Living in a van down by the river has become a cultural catchphrase – it was part of a hilarious Chris Farley Saturday Night Live skit back in the ’90s about a depressed and broke motivational speaker.
But maybe it’s not such a bad idea.
In about a week, Americans could face the prospect of a federal mandate requiring them not only to join the Sickness Cult by adopting its uniform – the loathsome “mask” – but also extend their arms for the injection the government will likely attempt to mandate as well.
The problem then becomes one of mobility – and visibility. How to get away from the Diaper Police? Who may go door-to-door to make sure you take your medicine – and who will starve you out if you don’t, by keeping you “locked down” for the greater good if you don’t.
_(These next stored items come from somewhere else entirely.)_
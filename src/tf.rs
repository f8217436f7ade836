//! Team Foundation version control command line.
//!
//! Every backend interaction is `<root>/tf.exe <subcommand> <path>`. Only the
//! standard output text is looked at; exit codes are logged but, unless the
//! client is strict, never change the outcome.

use std::fmt;
use std::path::{Path, PathBuf};
use std::time::Duration;

use tracing::{debug, warn};

use crate::config::BridgeConfig;
use crate::error::BridgeError;
use crate::ports::{CommandLine, ShellExecutor};

/// The backend subcommands the controller issues.
#[derive(Debug, Clone, Copy, PartialEq, Eq)]
pub enum TfSubcommand {
    /// Register a new file or directory.
    Add,
    /// Mark an existing file as being edited.
    Checkout,
    /// Schedule a file for deletion (removes the working copy).
    Delete,
    /// Discard pending changes.
    Undo,
    /// Report pending changes.
    Status,
}

impl TfSubcommand {
    /// The word passed on the command line.
    #[must_use]
    pub fn as_str(self) -> &'static str {
        match self {
            Self::Add => "add",
            Self::Checkout => "checkout",
            Self::Delete => "delete",
            Self::Undo => "undo",
            Self::Status => "status",
        }
    }

    /// Whether the subcommand changes backend state.
    #[must_use]
    pub fn is_mutating(self) -> bool {
        !matches!(self, Self::Status)
    }
}

impl fmt::Display for TfSubcommand {
    fn fmt(&self, f: &mut fmt::Formatter<'_>) -> fmt::Result {
        f.write_str(self.as_str())
    }
}

/// Captured standard output of one backend command, one `\n` per line.
#[derive(Debug, Clone, PartialEq, Eq)]
pub struct CommandResult(String);

impl CommandResult {
    fn from_stdout(stdout: &str) -> Self {
        Self(stdout.lines().map(|line| format!("{line}\n")).collect())
    }

    fn launch_failure(err: &dyn std::error::Error) -> Self {
        Self(format!("Error: {err}"))
    }

    /// The captured text.
    #[must_use]
    pub fn text(&self) -> &str {
        &self.0
    }

    /// Number of lines, ignoring trailing blank lines.
    #[must_use]
    pub fn line_count(&self) -> usize {
        self.0.trim_end_matches(['\r', '\n']).lines().count()
    }
}

/// Runs backend subcommands through a [`ShellExecutor`].
pub struct TfClient<'a> {
    shell: &'a dyn ShellExecutor,
    program: PathBuf,
    timeout: Option<Duration>,
    strict: bool,
}

impl<'a> TfClient<'a> {
    /// Creates a client for the executable described by `config`.
    #[must_use]
    pub fn new(shell: &'a dyn ShellExecutor, config: &BridgeConfig) -> Self {
        Self {
            shell,
            program: config.program(),
            timeout: config.command_timeout,
            strict: config.strict,
        }
    }

    /// Builds the command line for `subcommand` on `path`.
    #[must_use]
    pub fn command_line(&self, subcommand: TfSubcommand, path: &Path) -> CommandLine {
        CommandLine::new(&self.program)
            .arg(subcommand.as_str())
            .arg(path.display().to_string())
            .timeout(self.timeout)
    }

    /// Runs `subcommand` on `path` and captures its output.
    ///
    /// A command that cannot be launched yields `"Error: <message>"` as its
    /// output, and a non-zero exit is only logged.
    ///
    /// # Errors
    ///
    /// In strict mode, returns [`BridgeError::Command`] when a mutating
    /// subcommand cannot be launched or exits non-zero.
    pub fn run(&self, subcommand: TfSubcommand, path: &Path) -> Result<CommandResult, BridgeError> {
        let command = self.command_line(subcommand, path);
        let (result, failure) = self.capture(&command);
        if let Some(message) = failure {
            if self.strict && subcommand.is_mutating() {
                return Err(BridgeError::Command { command: command.to_string(), message });
            }
            warn!(%command, %message, "backend command failed; continuing");
        }
        Ok(result)
    }

    /// Runs `status` on `path`. Failures are logged and never promoted,
    /// whatever the strictness.
    #[must_use]
    pub fn status(&self, path: &Path) -> CommandResult {
        let command = self.command_line(TfSubcommand::Status, path);
        let (result, failure) = self.capture(&command);
        if let Some(message) = failure {
            warn!(%command, %message, "status query failed");
        }
        result
    }

    /// Whether `path` has pending changes in the backend.
    ///
    /// Decided by the shape of `status` output: more than one line means a
    /// pending change is listed. A launch failure reads as "not pending".
    #[must_use]
    pub fn is_checked_out(&self, path: &Path) -> bool {
        self.status(path).line_count() > 1
    }

    /// Launches `command`, returning its captured output together with a
    /// failure message when it could not be launched or exited non-zero.
    fn capture(&self, command: &CommandLine) -> (CommandResult, Option<String>) {
        debug!(%command, "running backend command");
        match self.shell.run(command) {
            Ok(output) => {
                let failure = (output.exit_code != 0).then(|| {
                    format!("exited with code {}: {}", output.exit_code, output.stderr.trim())
                });
                (CommandResult::from_stdout(&output.stdout), failure)
            }
            Err(err) => (CommandResult::launch_failure(err.as_ref()), Some(err.to_string())),
        }
    }
}
//! Records interactions into a cassette file.

use std::path::PathBuf;

use chrono::Utc;

use super::format::{Cassette, Interaction};

/// Collects interactions and writes them as a YAML cassette file.
#[derive(Debug)]
pub struct CassetteRecorder {
    path: PathBuf,
    name: String,
    workspace: String,
    interactions: Vec<Interaction>,
    next_seq: u64,
}

impl CassetteRecorder {
    /// Create a new recorder that will write to the given path.
    pub fn new(
        path: impl Into<PathBuf>,
        name: impl Into<String>,
        workspace: impl Into<String>,
    ) -> Self {
        Self {
            path: path.into(),
            name: name.into(),
            workspace: workspace.into(),
            interactions: Vec::new(),
            next_seq: 0,
        }
    }

    /// Record an interaction. The `seq` field is assigned automatically.
    pub fn record(
        &mut self,
        port: impl Into<String>,
        method: impl Into<String>,
        input: serde_json::Value,
        output: serde_json::Value,
    ) {
        self.interactions.push(Interaction {
            seq: self.next_seq,
            port: port.into(),
            method: method.into(),
            input,
            output,
        });
        self.next_seq += 1;
    }

    /// Interactions recorded so far, in call order.
    #[must_use]
    pub fn interactions(&self) -> &[Interaction] {
        &self.interactions
    }

    /// Finish recording and write the cassette YAML file to disk.
    ///
    /// # Errors
    ///
    /// Returns an error if the file cannot be written.
    pub fn finish(self) -> Result<PathBuf, std::io::Error> {
        let cassette = Cassette {
            name: self.name,
            recorded_at: Utc::now(),
            workspace: self.workspace,
            interactions: self.interactions,
        };
        let yaml = serde_yaml::to_string(&cassette).map_err(std::io::Error::other)?;
        std::fs::write(&self.path, yaml)?;
        Ok(self.path)
    }
}
//! `tfvc-bridge rename` command.

use std::path::Path;

use chrono::Utc;

use crate::versions::{PageVersion, VersionsController};

/// Execute the `rename` command.
///
/// # Errors
///
/// Returns an error string if the rename fails.
pub fn run(controller: &dyn VersionsController, from: &Path, to: &Path) -> Result<(), String> {
    let target = PageVersion::directory(to, "", Utc::now());
    controller.rename(&target, from).map_err(|e| e.to_string())
}
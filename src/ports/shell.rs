//! Shell executor port for running the backend command line.

use std::fmt;
use std::path::PathBuf;
use std::time::Duration;

use serde::{Deserialize, Serialize};

/// One external command invocation.
#[derive(Debug, Clone, PartialEq, Eq, Serialize, Deserialize)]
pub struct CommandLine {
    /// The executable to launch.
    pub program: PathBuf,
    /// Arguments passed to the executable, in order.
    pub args: Vec<String>,
    /// Upper bound on how long to wait for the process. `None` blocks until exit.
    pub timeout: Option<Duration>,
}

impl CommandLine {
    /// Creates a command line with no arguments and no timeout.
    pub fn new(program: impl Into<PathBuf>) -> Self {
        Self { program: program.into(), args: Vec::new(), timeout: None }
    }

    /// Appends one argument.
    #[must_use]
    pub fn arg(mut self, arg: impl Into<String>) -> Self {
        self.args.push(arg.into());
        self
    }

    /// Sets the timeout.
    #[must_use]
    pub fn timeout(mut self, timeout: Option<Duration>) -> Self {
        self.timeout = timeout;
        self
    }
}

impl fmt::Display for CommandLine {
    fn fmt(&self, f: &mut fmt::Formatter<'_>) -> fmt::Result {
        write!(f, "{}", self.program.display())?;
        for arg in &self.args {
            write!(f, " {arg}")?;
        }
        Ok(())
    }
}

/// The output of a command execution.
#[derive(Debug, Clone, Default, PartialEq, Eq, Serialize, Deserialize)]
#[serde(default)]
pub struct ShellOutput {
    /// The exit code of the process (`-1` when killed by a signal).
    pub exit_code: i32,
    /// The captured standard output.
    pub stdout: String,
    /// The captured standard error.
    pub stderr: String,
}

/// Executes external commands synchronously.
///
/// Abstracting execution allows deterministic replay by recording
/// and replaying command outputs during cassette playback.
pub trait ShellExecutor: Send + Sync {
    /// Runs a command and waits for it to exit (or for its timeout).
    ///
    /// # Errors
    ///
    /// Returns an error if the command cannot be spawned or exceeds its timeout.
    fn run(
        &self,
        command: &CommandLine,
    ) -> Result<ShellOutput, Box<dyn std::error::Error + Send + Sync>>;
}

#[cfg(test)]
mod tests {
    use super::*;

    #[test]
    fn display_joins_program_and_args() {
        let cmd = CommandLine::new("/opt/tf/tf.exe").arg("add").arg("/wiki/Page");
        assert_eq!(cmd.to_string(), "/opt/tf/tf.exe add /wiki/Page");
    }
}
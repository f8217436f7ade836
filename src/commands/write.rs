//! `tfvc-bridge write` command.

use std::io::Read;
use std::path::Path;

use chrono::Utc;

use crate::versions::{PageVersion, VersionsController};

/// Execute the `write` command, reading content from `source` or stdin.
///
/// # Errors
///
/// Returns an error string if the content cannot be read or the write fails.
pub fn run(
    controller: &dyn VersionsController,
    path: &Path,
    author: &str,
    source: Option<&Path>,
) -> Result<(), String> {
    let content = match source {
        Some(source) => std::fs::read(source)
            .map_err(|e| format!("Failed to read {}: {e}", source.display()))?,
        None => {
            let mut buf = Vec::new();
            std::io::stdin()
                .lock()
                .read_to_end(&mut buf)
                .map_err(|e| format!("Failed to read stdin: {e}"))?;
            buf
        }
    };

    let version = PageVersion::new(path, content, author, Utc::now());
    let info = controller.make_version(&[&version]).map_err(|e| e.to_string())?;
    println!("{info}");
    Ok(())
}
//! Filesystem port for the local half of every versioning operation.

use std::ffi::OsString;
use std::io::Read;
use std::path::Path;

use chrono::{DateTime, Utc};

/// Provides the filesystem primitives the versions controllers need.
///
/// Abstracting the filesystem allows deterministic replay and lets tests
/// observe exactly which local mutations an operation performed.
pub trait FileSystem: Send + Sync {
    /// Returns `true` if the path exists on the filesystem.
    fn exists(&self, path: &Path) -> bool;

    /// Returns `true` if the path exists and is a directory.
    fn is_dir(&self, path: &Path) -> bool;

    /// Lists the entry names of a directory, sorted. Names need not be UTF-8.
    ///
    /// # Errors
    ///
    /// Returns an error if the path is not a directory or cannot be read.
    fn list_dir(
        &self,
        path: &Path,
    ) -> Result<Vec<OsString>, Box<dyn std::error::Error + Send + Sync>>;

    /// Opens a file for reading its content.
    ///
    /// # Errors
    ///
    /// Returns an error if the file does not exist or cannot be opened.
    fn open(
        &self,
        path: &Path,
    ) -> Result<Box<dyn Read + Send>, Box<dyn std::error::Error + Send + Sync>>;

    /// Creates or overwrites a file with everything read from `contents`.
    ///
    /// The parent directory must already exist.
    ///
    /// # Errors
    ///
    /// Returns an error if reading `contents` or writing the file fails.
    fn make_file(
        &self,
        path: &Path,
        contents: &mut dyn Read,
    ) -> Result<u64, Box<dyn std::error::Error + Send + Sync>>;

    /// Creates a directory and any missing ancestors.
    ///
    /// # Errors
    ///
    /// Returns an error if the directory cannot be created.
    fn make_dir(&self, path: &Path) -> Result<(), Box<dyn std::error::Error + Send + Sync>>;

    /// Returns the last modification time of a path.
    ///
    /// # Errors
    ///
    /// Returns an error if the path does not exist or has no mtime.
    fn last_modified(
        &self,
        path: &Path,
    ) -> Result<DateTime<Utc>, Box<dyn std::error::Error + Send + Sync>>;

    /// Deletes a file, or a directory together with its contents.
    ///
    /// # Errors
    ///
    /// Returns an error if the path cannot be removed.
    fn delete(&self, path: &Path) -> Result<(), Box<dyn std::error::Error + Send + Sync>>;

    /// Moves `from` to `to`.
    ///
    /// # Errors
    ///
    /// Returns an error if the rename fails.
    fn rename(&self, from: &Path, to: &Path)
        -> Result<(), Box<dyn std::error::Error + Send + Sync>>;
}
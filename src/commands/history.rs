//! `tfvc-bridge history` command.

use std::path::{Path, PathBuf};

use crate::versions::VersionsController;

/// Execute the `history` command.
///
/// # Errors
///
/// Never fails; the signature matches the other handlers.
pub fn run(
    controller: &mut (dyn VersionsController + '_),
    depth: Option<u32>,
    paths: &[PathBuf],
) -> Result<(), String> {
    if let Some(depth) = depth {
        controller.set_history_depth(depth);
    }
    let files: Vec<&Path> = paths.iter().map(PathBuf::as_path).collect();
    for info in controller.history(&files) {
        println!("{info}");
    }
    Ok(())
}
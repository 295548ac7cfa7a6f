use crate::epub::consts::{self, bytes};
use crate::epub::parser::toc::TocParser;
use crate::epub::toc::{Toc, TocSource};
use crate::parser::XmlResult;
use crate::parser::xml::{XmlElement, XmlName, XmlReader};
use quick_xml::events::{BytesStart, Event};

impl TocParser<'_> {
    /// Parses an EPUB 2 NCX document (`navMap` of nested `navPoint`s).
    ///
    /// `pageList` and `navList` are not part of the table of contents.
    pub(super) fn parse_ncx(mut self) -> XmlResult<Toc> {
        let mut in_doc_title = false;
        let mut in_map = false;
        let mut in_label = false;

        while let Some(event) = self.reader.next() {
            match event? {
                Event::Start(el) => match el.local_name().as_ref() {
                    bytes::DOC_TITLE => in_doc_title = true,
                    bytes::NAV_MAP => in_map = true,
                    bytes::NAV_POINT if in_map => self.push_node(),
                    bytes::NAV_LABEL => in_label = true,
                    bytes::TEXT if in_doc_title => {
                        let text = self.reader.get_element_text(&el)?;

                        if self.title.is_none() && !text.is_empty() {
                            self.title = Some(text);
                        }
                    }
                    bytes::TEXT if in_label => {
                        let text = self.reader.get_element_text(&el)?;

                        if let Some(node) = self.current()
                            && node.title.is_empty()
                        {
                            node.title = text;
                        }
                    }
                    bytes::CONTENT if in_map => self.set_content(&el),
                    _ => {}
                },
                Event::Empty(el) if in_map && el.is_local_name(bytes::CONTENT) => {
                    self.set_content(&el);
                }
                Event::End(el) => match el.local_name().as_ref() {
                    bytes::DOC_TITLE => in_doc_title = false,
                    bytes::NAV_LABEL => in_label = false,
                    bytes::NAV_POINT if in_map => self.pop_node(),
                    bytes::NAV_MAP => break,
                    _ => {}
                },
                _ => {}
            }
        }
        Ok(self.finish(TocSource::Ncx))
    }

    fn set_content(&mut self, el: &BytesStart) {
        if self.current().is_some_and(|node| node.href.is_none())
            && let Some(src) = el.get_attribute(consts::SRC)
        {
            self.set_target(&src);
        }
    }
}
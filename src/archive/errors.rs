use crate::errors::{ErrorKind, UtfError};
use std::io;
use std::path::PathBuf;

/// Alias for `Result<T, ArchiveError>`.
pub type ArchiveResult<T> = Result<T, ArchiveError>;

/// Possible errors from the ZIP container of an [`Epub`](crate::Epub).
#[non_exhaustive]
#[derive(thiserror::Error, Debug)]
pub enum ArchiveError {
    /// The archive itself is unreadable due to not existing,
    /// unsupported format, a malformed central directory or truncation.
    ///
    /// Path *is* [`None`] when the archive was opened from a reader or buffer.
    #[error("[NotAContainer - `{path:?}`]: {source}")]
    NotAContainer {
        /// The root cause of this error.
        source: io::Error,
        /// The path responsible for triggering the error, if applicable.
        path: Option<PathBuf>,
    },

    /// No entry exists under the requested key.
    #[error("[NotFound - `{key}`]: No such entry within the container")]
    NotFound {
        /// The requested container key.
        key: String,
    },

    /// The entry exists, although is unable to be read, typically I/O
    /// or a corrupt compressed stream.
    #[error("[CannotRead - `{key}`]: {source}")]
    CannotRead {
        /// The root cause of the error.
        source: io::Error,
        /// The container key of the entry.
        key: String,
    },

    /// The entry exists, although its bytes cannot be read as text.
    #[error("[DecodeFailure - `{key}`]: Entry cannot be read as UTF-8")]
    DecodeFailure {
        /// The root cause of the error.
        source: UtfError,
        /// The container key of the entry.
        key: String,
    },
}

impl ArchiveError {
    pub(crate) fn kind(&self) -> ErrorKind {
        match self {
            Self::NotAContainer { .. } => ErrorKind::NotAContainer,
            Self::NotFound { .. } => ErrorKind::NotFound,
            Self::CannotRead { .. } => ErrorKind::Io,
            Self::DecodeFailure { .. } => ErrorKind::DecodeFailure,
        }
    }
}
If you’re tied to your home, you are tied down. They know where you live. You literally have all your eggs – including your kids – in that one basket.
It may be time to consider getting mobile. Especially if you live among the Diapered – the actually ill ones ones who not only wear their religious garment willingly but are champing at the bit – if you could see them champing at the bit – to make you wear it, too. If the election goes the wrong way, they may soon have the power to do that.
I’ve been thinking about it a lot lately. I love my place in The Woods of rural SW Virginia. It’s a beautiful area, with a reasonable climate and a relatively low cost of living. I moved here about 17 years ago to get away from Northern Virginia, the canker sore part of the state that’s adjacent to the federal capital, with all of its pathologies.
The problem is that Northern Virginia is increasingly all of Virginia, attitudinally and so politically. The sickness has leached across the state. If the election goes the wrong way, it may no longer be safe to stay. The governor/gesundheitsfuhrer has already let slip – via trail balloon – that he intends to force every person in the state to take his medicine.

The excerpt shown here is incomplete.